Analytical and numerical investigation of successive metallic alloy droplets impacting onto a surface: Regime maps and scaling laws based on energy analysis

Abstract

This study investigates the impact dynamics of two molten Al7075 droplets under varying Weber numbers ($1\le \mathrm{We}\le 60$) and diameter ratios ($0.5\le D_r\le 2$) through numerical simulations using OpenFOAM software and response surface modeling with the Kriging method. Key parameters, including collision spread factor, maximum spread factor, collision time, and time to maximum spreading, are analyzed. The Kriging method demonstrates superior accuracy over Non-Parametric Regression (NPR) method, particularly in predicting spread factors and time-related dynamics, as indicated by its lower relative error. Results show that higher Weber numbers enhance the dominance of inertial forces, accelerating spreading, while lower Weber numbers lead to slower dynamics due to surface tension effects.
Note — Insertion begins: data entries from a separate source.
// src/db/mod.rs

pub mod connection;
pub mod migrations;

pub use connection::{
    create_connection_pool, create_connection_pool_at, create_memory_pool, get_connection,
    ConnectionPool, PooledConn,
};
pub use migrations::initialize_database;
Smaller second droplets cause more lateral spreading during collisions at lower Weber numbers, whereas at higher Weber numbers, the influence of diameter ratio diminishes as inertia prevails. The maximum spread factor significantly increases with rising Weber numbers, highlighting the correlation between impact velocity and spreading behavior. Larger diameter ratios further amplify maximum spread factors, indicating a strong influence of kinetic energy in spreading dynamics, while smaller ratios restrict spreading, especially at lower Weber numbers. For the first time, two analytical models for maximum spread factor are proposed based on energy analysis, with Model 2, which accounts for energy loss, showing better alignment with numerical results than Model 1. Moreover, a new scaling law for time to maximum spreading reveals an inverse relationship with Weber number. The study also provides regime maps that offer valuable insights for optimizing droplet impact processes in industrial applications.